About Learning Simple or Complex Behaviours

Helder Gusso
There are moments in life that leave an indelible mark on us. I vividly recall a particular lesson from 2006 during a course on behavioural interventions as part of my master’s degree. In that session, our instructor was explaining how to break down a complex behaviour into its simpler constituent parts to facilitate learning, taking into account the individual's abilities and learning pace.

It wasn’t an easy process. I was struggling to grasp the concept. At one point, I remarked, “This is really hard to do!” My professor, with a calm smile, responded, “Is it difficult, or have you just not yet honed the skills to execute it with ease?
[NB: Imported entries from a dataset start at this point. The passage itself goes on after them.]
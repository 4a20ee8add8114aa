// Copyright (c) 2025-2026 Adrian Robinson. Licensed under the AGPL-3.0.
// See LICENSE file in the project root for full license text.

//! Redis backend for one cache shard.
//!
//! Payloads are stored as plain Redis STRINGs (`SET key value`). The store
//! keeps a small pool of multiplexed connections, one per loader, and hands
//! them out round-robin so loaders of the same shard do not queue behind a
//! single socket.

use std::sync::atomic::{AtomicUsize, Ordering};
use std::time::Duration;

use async_trait::async_trait;
use redis::aio::ConnectionManager;
use redis::{AsyncCommands, Client};
use tracing::debug;

use super::traits::{CacheStore, StorageError};
use crate::resilience::retry::{retry, RetryConfig};

pub struct RedisStore {
    connections: Vec<ConnectionManager>,
    next: AtomicUsize,
    /// Bound on a single SET, `None` for no limit
    timeout: Option<Duration>,
}

impl RedisStore {
    /// Connect to `addr` with `pool_size` connections.
    ///
    /// `addr` may be a full `redis://` URL or a bare `host:port`.
    pub async fn connect(
        addr: &str,
        pool_size: usize,
        timeout: Option<Duration>,
    ) -> Result<Self, StorageError> {
        let url = Self::normalize_url(addr);
        let client = Client::open(url.as_str()).map_err(|e| StorageError::Connect {
            addr: addr.to_string(),
            reason: e.to_string(),
        })?;

        let mut connections = Vec::with_capacity(pool_size.max(1));
        for _ in 0..pool_size.max(1) {
            // Startup config: fail fast on a wrong address
            let connection = retry("redis_connect", &RetryConfig::startup(), || async {
                ConnectionManager::new(client.clone()).await
            })
            .await
            .map_err(|e: redis::RedisError| StorageError::Connect {
                addr: addr.to_string(),
                reason: e.to_string(),
            })?;
            connections.push(connection);
        }
        debug!(addr, pool = connections.len(), "Redis shard connected");

        Ok(Self {
            connections,
            next: AtomicUsize::new(0),
            timeout,
        })
    }

    /// Prefix bare `host:port` addresses with the redis scheme.
    fn normalize_url(addr: &str) -> String {
        if addr.contains("://") {
            addr.to_string()
        } else {
            format!("redis://{}", addr)
        }
    }

    fn connection(&self) -> ConnectionManager {
        let idx = self.next.fetch_add(1, Ordering::Relaxed) % self.connections.len();
        self.connections[idx].clone()
    }

    async fn with_timeout<T, F>(&self, fut: F) -> Result<T, StorageError>
    where
        F: std::future::Future<Output = redis::RedisResult<T>>,
    {
        let result = match self.timeout {
            Some(limit) => tokio::time::timeout(limit, fut)
                .await
                .map_err(|_| StorageError::Timeout(limit))?,
            None => fut.await,
        };
        result.map_err(|e| StorageError::Backend(e.to_string()))
    }
}

#[async_trait]
impl CacheStore for RedisStore {
    async fn set(&self, key: &str, value: &[u8]) -> Result<(), StorageError> {
        let mut conn = self.connection();
        self.with_timeout(async move { conn.set::<_, _, ()>(key, value).await })
            .await
    }

    async fn get(&self, key: &str) -> Result<Option<Vec<u8>>, StorageError> {
        let mut conn = self.connection();
        self.with_timeout(async move { conn.get::<_, Option<Vec<u8>>>(key).await })
            .await
    }
}
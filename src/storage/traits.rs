use std::time::Duration;

use async_trait::async_trait;
use thiserror::Error;

#[derive(Error, Debug, Clone)]
pub enum StorageError {
    #[error("Storage backend error: {0}")]
    Backend(String),
    #[error("Write timed out after {0:?}")]
    Timeout(Duration),
    #[error("Cannot connect to {addr}: {reason}")]
    Connect { addr: String, reason: String },
}

/// Key/value cache endpoint for one shard.
///
/// Shared read-only by every loader of the shard; implementations handle
/// their own connection pooling.
#[async_trait]
pub trait CacheStore: Send + Sync {
    async fn set(&self, key: &str, value: &[u8]) -> Result<(), StorageError>;
    async fn get(&self, key: &str) -> Result<Option<Vec<u8>>, StorageError>;
}
// Copyright (c) 2025-2026 Adrian Robinson. Licensed under the AGPL-3.0.
// See LICENSE file in the project root for full license text.

//! Per-task tallies and the per-file verdict.
//!
//! Workers and loaders own their counters privately and hand them back
//! through their join handle when they exit. Nothing is summed until every
//! task of the pool has returned.

use std::time::Instant;

/// Final tally of one worker.
#[derive(Debug, Clone)]
pub struct WorkerStats {
    pub worker: usize,
    /// Lines taken from the input queue
    pub lines: u64,
    /// Records handed to a shard queue
    pub enqueued: u64,
    pub format_errors: u64,
    pub encoding_errors: u64,
    pub routing_errors: u64,
    /// Records whose shard queue had no loaders left
    pub queue_errors: u64,
    pub finished_at: Instant,
}

impl WorkerStats {
    pub(crate) fn new(worker: usize) -> Self {
        Self {
            worker,
            lines: 0,
            enqueued: 0,
            format_errors: 0,
            encoding_errors: 0,
            routing_errors: 0,
            queue_errors: 0,
            finished_at: Instant::now(),
        }
    }

    #[must_use]
    pub fn errors(&self) -> u64 {
        self.format_errors + self.encoding_errors + self.routing_errors + self.queue_errors
    }
}

/// Final tally of one loader.
#[derive(Debug, Clone)]
pub struct LoaderStats {
    pub shard: String,
    pub loader: usize,
    pub processed: u64,
    /// Items that failed every attempt
    pub errors: u64,
    /// Extra attempts beyond the first, across all items
    pub retries: u64,
    pub finished_at: Instant,
}

impl LoaderStats {
    pub(crate) fn new(shard: &str, loader: usize) -> Self {
        Self {
            shard: shard.to_string(),
            loader,
            processed: 0,
            errors: 0,
            retries: 0,
            finished_at: Instant::now(),
        }
    }
}

/// Everything the pipeline reports about one file.
#[derive(Debug, Clone)]
pub struct PipelineReport {
    /// Lines read from the source and queued
    pub lines_fed: u64,
    pub workers: Vec<WorkerStats>,
    pub loaders: Vec<LoaderStats>,
    /// When the shard queues were closed
    pub outbound_closed_at: Instant,
}

impl PipelineReport {
    /// `errors = Σworker errors + Σloader errors`, `processed = Σloader processed`.
    #[must_use]
    pub fn totals(&self) -> FileStats {
        let worker_errors: u64 = self.workers.iter().map(WorkerStats::errors).sum();
        let loader_errors: u64 = self.loaders.iter().map(|l| l.errors).sum();
        FileStats {
            errors: worker_errors + loader_errors,
            processed: self.loaders.iter().map(|l| l.processed).sum(),
        }
    }
}

/// File-level outcome.
///
/// # Example
///
/// ```
/// use apps_loader::{FileStats, Verdict};
///
/// let stats = FileStats { errors: 3, processed: 97 };
/// assert!((stats.error_rate().unwrap() - 0.0309).abs() < 1e-4);
/// assert_eq!(stats.verdict(0.01), Verdict::Unacceptable);
///
/// let empty = FileStats { errors: 0, processed: 0 };
/// assert_eq!(empty.verdict(0.01), Verdict::NotEvaluated);
/// ```
#[derive(Debug, Clone, Copy, Default, PartialEq, Eq)]
pub struct FileStats {
    pub errors: u64,
    pub processed: u64,
}

impl FileStats {
    /// `errors / processed`, `None` when nothing was written.
    #[must_use]
    pub fn error_rate(&self) -> Option<f64> {
        (self.processed > 0).then(|| self.errors as f64 / self.processed as f64)
    }

    #[must_use]
    pub fn verdict(&self, threshold: f64) -> Verdict {
        match self.error_rate() {
            None => Verdict::NotEvaluated,
            Some(rate) if rate < threshold => Verdict::Acceptable,
            Some(_) => Verdict::Unacceptable,
        }
    }
}

/// Whether a file's error rate is within the threshold.
#[derive(Debug, Clone, Copy, PartialEq, Eq)]
pub enum Verdict {
    Acceptable,
    Unacceptable,
    /// Nothing was processed, so there is no rate to judge
    NotEvaluated,
}

impl std::fmt::Display for Verdict {
    fn fmt(&self, f: &mut std::fmt::Formatter<'_>) -> std::fmt::Result {
        match self {
            Self::Acceptable => write!(f, "acceptable"),
            Self::Unacceptable => write!(f, "unacceptable"),
            Self::NotEvaluated => write!(f, "not evaluated"),
        }
    }
}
That response left a profound impact on me. It clarified that the perceived ease or difficulty of a task isn’t intrinsic to the task itself, but rather is related to the gap between what we aspire to do and our current skills and conditions to do it. It was a life lesson.
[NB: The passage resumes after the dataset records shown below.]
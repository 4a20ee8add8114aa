//! # Apps Loader
//!
//! Bulk loader for device app-install logs into sharded Redis caches.
//!
//! ## Architecture
//!
//! ```text
//! ┌─────────────────────────────────────────────────────────────┐
//! │                        Run Driver                           │
//! │  • Glob discovery, one file at a time                      │
//! │  • Error-rate verdict, dot-rename on success               │
//! └─────────────────────────────────────────────────────────────┘
//!                              │
//!                              ▼
//! ┌─────────────────────────────────────────────────────────────┐
//! │                      File Processor                         │
//! │  • Gzip lines → bounded input queue                        │
//! │  • Workers: parse → encode → route by device type          │
//! │  • Two-phase drain: workers first, then loaders            │
//! └─────────────────────────────────────────────────────────────┘
//!                              │
//!                     (bounded queue per shard)
//!                              ▼
//! ┌─────────────────────────────────────────────────────────────┐
//! │                    Loaders → Redis shards                   │
//! │  • idfa / gaid / adid / dvid endpoints                     │
//! │  • Flat-delay retry, per-write timeout                     │
//! └─────────────────────────────────────────────────────────────┘
//! ```
//!
//! ## Quick Start
//!
//! ```rust,no_run
//! use apps_loader::{LoaderConfig, RunDriver};
//!
//! #[tokio::main]
//! async fn main() -> Result<(), apps_loader::LoadError> {
//!     let config = LoaderConfig {
//!         pattern: "/data/appsinstalled/*.tsv.gz".into(),
//!         ..Default::default()
//!     };
//!
//!     let driver = RunDriver::connect(config).await?;
//!     let summary = driver.run().await?;
//!     for file in &summary.loaded {
//!         println!("{}: {:?} ({})", file.path.display(), file.stats, file.verdict);
//!     }
//!     Ok(())
//! }
//! ```
//!
//! ## Modules
//!
//! - [`record`]: line parsing and the binary payload
//! - [`routing`]: device type → shard table
//! - [`pipeline`]: worker/loader pools and the [`FileProcessor`]
//! - [`storage`]: cache backends (Redis, in-memory)
//! - [`resilience`]: flat-delay retry
//! - [`driver`]: file discovery and completion marks

pub mod config;
pub mod error;
pub mod record;
pub mod routing;
pub mod storage;
pub mod resilience;
pub mod pipeline;
pub mod source;
pub mod driver;
pub mod metrics;

pub use config::LoaderConfig;
pub use error::LoadError;
pub use record::{AppsRecord, CodecError, UserApps};
pub use routing::{Shard, ShardRouter};
pub use storage::traits::{CacheStore, StorageError};
pub use storage::memory::InMemoryStore;
pub use storage::redis::RedisStore;
pub use resilience::retry::RetryConfig;
pub use pipeline::{
    FileProcessor, FileStats, LoaderStats, OutboundItem, PipelineReport, PipelineSettings,
    ProcessorState, Verdict, WorkerStats,
};
pub use source::GzipLines;
pub use driver::{FileReport, RunDriver, RunSummary};
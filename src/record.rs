// Copyright (c) 2025-2026 Adrian Robinson. Licensed under the AGPL-3.0.
// See LICENSE file in the project root for full license text.

//! Installed-apps record: line parsing and the binary cache payload.
//!
//! A raw log line carries five tab-separated fields:
//!
//! ```text
//! dev_type \t dev_id \t lat \t lon \t app,app,app...
//! ```
//!
//! The device type and id form the cache key (`type:id`). Only the apps and
//! coordinates go into the payload, which uses the protobuf wire layout of
//!
//! ```text
//! message UserApps {
//!     repeated uint32 apps = 1 [packed=true];
//!     optional double lat = 2;
//!     optional double lon = 3;
//! }
//! ```
//!
//! # Example
//!
//! ```
//! use apps_loader::record::{AppsRecord, UserApps};
//!
//! let record = AppsRecord::parse("idfa\t1rfw452y52g2gq4g\t55.55\t42.42\t1423,43,567").unwrap();
//! assert_eq!(record.key(), "idfa:1rfw452y52g2gq4g");
//!
//! let bytes = record.apps.encode().unwrap();
//! let decoded = UserApps::decode(&bytes).unwrap();
//! assert_eq!(decoded, record.apps);
//! ```

use prost::Message;
use thiserror::Error;
use tracing::debug;

const FIELD_COUNT: usize = 5;

#[derive(Error, Debug, Clone, PartialEq, Eq)]
pub enum CodecError {
    /// Line does not have the expected shape; the record is dropped.
    #[error("malformed line: {0}")]
    Format(String),
    #[error("payload encoding failed: {0}")]
    Encoding(String),
    #[error("payload decoding failed: {0}")]
    Decode(String),
}

/// Payload stored in the cache for one device.
#[derive(Debug, Clone, Default, PartialEq)]
pub struct UserApps {
    pub apps: Vec<u32>,
    pub lat: f64,
    pub lon: f64,
}

/// A parsed log line: routing/key fields plus the payload.
#[derive(Debug, Clone, PartialEq)]
pub struct AppsRecord {
    pub dev_type: String,
    pub dev_id: String,
    pub apps: UserApps,
}

impl AppsRecord {
    /// Parse one tab-separated line.
    ///
    /// Only the line shape is fatal. Bad app ids are skipped and bad
    /// coordinates default to `0.0`.
    pub fn parse(line: &str) -> Result<Self, CodecError> {
        let fields: Vec<&str> = line.trim().split('\t').collect();
        if fields.len() != FIELD_COUNT {
            return Err(CodecError::Format(format!(
                "expected {} fields, got {}",
                FIELD_COUNT,
                fields.len()
            )));
        }

        let (dev_type, dev_id) = (fields[0], fields[1]);
        if dev_type.is_empty() || dev_id.is_empty() {
            return Err(CodecError::Format("empty device type or id".to_string()));
        }

        let mut apps = Vec::new();
        for raw in fields[4].split(',') {
            match raw.parse::<i32>() {
                Ok(app) => apps.push(app as u32),
                Err(_) => {
                    debug!(app = raw, dev_id, "Skipping non-numeric app id");
                    crate::metrics::record_field_error("app");
                }
            }
        }

        Ok(Self {
            dev_type: dev_type.to_string(),
            dev_id: dev_id.to_string(),
            apps: UserApps {
                apps,
                lat: parse_coord(fields[2], dev_id),
                lon: parse_coord(fields[3], dev_id),
            },
        })
    }

    /// Cache key, `type:id`.
    #[must_use]
    pub fn key(&self) -> String {
        format!("{}:{}", self.dev_type, self.dev_id)
    }
}

fn parse_coord(raw: &str, dev_id: &str) -> f64 {
    raw.parse::<f64>().unwrap_or_else(|_| {
        debug!(coord = raw, dev_id, "Invalid geo coordinate, using 0.0");
        crate::metrics::record_field_error("coord");
        0.0
    })
}

/// Wire form of [`UserApps`].
#[derive(Clone, PartialEq, Message)]
struct UserAppsMessage {
    #[prost(uint32, repeated, packed = "true", tag = "1")]
    apps: Vec<u32>,
    #[prost(double, optional, tag = "2")]
    lat: Option<f64>,
    #[prost(double, optional, tag = "3")]
    lon: Option<f64>,
}

impl UserApps {
    /// Serialize to the protobuf wire layout.
    ///
    /// Coordinates are always written, `apps` only when non-empty.
    pub fn encode(&self) -> Result<Vec<u8>, CodecError> {
        let message = UserAppsMessage {
            apps: self.apps.clone(),
            lat: Some(self.lat),
            lon: Some(self.lon),
        };
        let mut buf = Vec::with_capacity(message.encoded_len());
        message
            .encode(&mut buf)
            .map_err(|e| CodecError::Encoding(e.to_string()))?;
        Ok(buf)
    }

    /// Inverse of [`encode`](Self::encode).
    ///
    /// Accepts both packed and unpacked `apps` and skips unknown fields.
    /// Missing coordinates decode as `0.0`.
    pub fn decode(buf: &[u8]) -> Result<Self, CodecError> {
        let message =
            UserAppsMessage::decode(buf).map_err(|e| CodecError::Decode(e.to_string()))?;
        Ok(Self {
            apps: message.apps,
            lat: message.lat.unwrap_or_default(),
            lon: message.lon.unwrap_or_default(),
        })
    }
}
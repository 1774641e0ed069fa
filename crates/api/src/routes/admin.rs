//! Staff routes: all borrowings, issuing and bulk return, and the dashboard.

use axum::{
    Json, Router,
    extract::{Query, State},
    http::StatusCode,
    response::IntoResponse,
    routing::{get, post},
};
use chrono::NaiveDate;
use serde::Deserialize;
use serde_json::json;
use tracing::info;

use super::borrowing::{BorrowResponse, StatusQuery};
use crate::error::ApiResult;
use crate::{AppState, middleware::auth::StaffUser};
use libris_core::dashboard::DashboardSummary;
use libris_db::DashboardRepository;
use libris_db::repositories::BulkReturnResult;
use libris_shared::types::{BookId, BorrowRecordId, PageRequest, PageResponse, UserId};

/// Borrowings per page in the staff listing.
pub const BORROWINGS_PER_PAGE: u32 = 20;

/// Creates the staff routes (requires auth middleware).
pub fn routes() -> Router<AppState> {
    Router::new()
        .route("/admin/borrowings", get(list_borrowings).post(issue_borrowing))
        .route("/admin/borrowings/return", post(bulk_return))
        .route("/admin/dashboard", get(dashboard))
}

/// Query parameters for the staff borrowing listing.
#[derive(Debug, Default, Deserialize)]
pub struct ListBorrowingsQuery {
    /// `borrowed` or `returned`.
    pub status: Option<String>,
    /// 1-based page number.
    pub page: Option<u32>,
    /// Items per page.
    pub per_page: Option<u32>,
}

/// Request body for lending a book on a student's behalf.
#[derive(Debug, Deserialize)]
pub struct IssueBorrowingRequest {
    /// Borrowing student.
    pub student_id: UserId,
    /// Book to lend.
    pub book_id: BookId,
    /// Due date; defaults to the loan period from today.
    pub due_date: Option<NaiveDate>,
}

/// Request body for a bulk return.
#[derive(Debug, Deserialize)]
pub struct BulkReturnRequest {
    /// Records to mark as returned.
    pub ids: Vec<BorrowRecordId>,
}

/// GET `/admin/borrowings` - Every borrow record, newest first.
async fn list_borrowings(
    State(state): State<AppState>,
    _staff: StaffUser,
    Query(query): Query<ListBorrowingsQuery>,
) -> ApiResult<Json<PageResponse<BorrowResponse>>> {
    let status = StatusQuery {
        status: query.status,
    }
    .parse()?;
    let page = PageRequest::from_query(query.page, query.per_page, BORROWINGS_PER_PAGE);
    let today = state.today();

    let listing = state.borrows().list_all(status, page).await?;
    Ok(Json(PageResponse {
        data: listing
            .data
            .into_iter()
            .map(|d| BorrowResponse::from_details(d, today))
            .collect(),
        meta: listing.meta,
    }))
}

/// POST `/admin/borrowings` - Lend a book to a student, optionally with a
/// custom due date.
async fn issue_borrowing(
    State(state): State<AppState>,
    staff: StaffUser,
    Json(payload): Json<IssueBorrowingRequest>,
) -> ApiResult<impl IntoResponse> {
    let today = state.today();
    let outcome = state
        .borrows()
        .borrow_book_due(payload.student_id, payload.book_id, today, payload.due_date)
        .await?;

    info!(
        staff_id = %staff.user_id(),
        record_id = %outcome.record.id(),
        due_date = %outcome.due_date,
        "Staff issued borrowing"
    );
    Ok((
        StatusCode::CREATED,
        Json(json!({
            "borrowing": BorrowResponse::new(&outcome.record, outcome.book_title, None, today),
            "message": format!("Due back by {}.", outcome.due_date.format("%B %-d, %Y")),
        })),
    ))
}

/// POST `/admin/borrowings/return` - Mark several records returned.
async fn bulk_return(
    State(state): State<AppState>,
    staff: StaffUser,
    Json(payload): Json<BulkReturnRequest>,
) -> ApiResult<Json<BulkReturnResult>> {
    let result = state
        .borrows()
        .bulk_return(&payload.ids, state.today())
        .await?;
    info!(
        staff_id = %staff.user_id(),
        returned = result.returned,
        skipped = result.skipped,
        "Staff bulk return"
    );
    Ok(Json(result))
}

/// GET `/admin/dashboard` - Library metrics.
async fn dashboard(
    State(state): State<AppState>,
    _staff: StaffUser,
) -> ApiResult<Json<DashboardSummary>> {
    let summary = DashboardRepository::new((*state.db).clone())
        .summary(state.today())
        .await?;
    Ok(Json(summary))
}
//! Repository abstractions for data access.
//!
//! Repositories provide a clean interface for database operations,
//! hiding the `SeaORM` implementation details from the rest of the application.

pub mod book;
pub mod borrow;
pub mod catalog;
pub mod dashboard;
pub mod review;
pub mod user;

pub use book::{BookDetail, BookQuery, BookRepository};
pub use borrow::{
    BorrowDetails, BorrowError, BorrowOutcome, BorrowRepository, BulkReturnResult,
    ReturnOutcome, ReviewEligibility,
};
pub use catalog::{
    AuthorDetail, AuthorRepository, AuthorSummary, CatalogRepoError, CategoryRepository,
    CategorySummary,
};
pub use dashboard::DashboardRepository;
pub use review::{ReviewDetails, ReviewError, ReviewRepository};
pub use user::{UserError, UserRepository, UserWithProfile};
Whether it’s brushing teeth, crossing the street, or piloting a spacecraft, if learning a behaviour is important for someone’s autonomy, dignity, and freedom, but seems too difficult, the task is to break this complexity down to our current level of ability. From there, we can progressively move, step by step, towards what once seemed impossible.

This doesn’t mean that learning new behaviours is easy. Behavioural change invariably requires effort, dedication, and consistency. It also hinges on the support of those around us and their ability to acknowledge and appreciate our daily incremental progress, keeping us motivated to continue learning.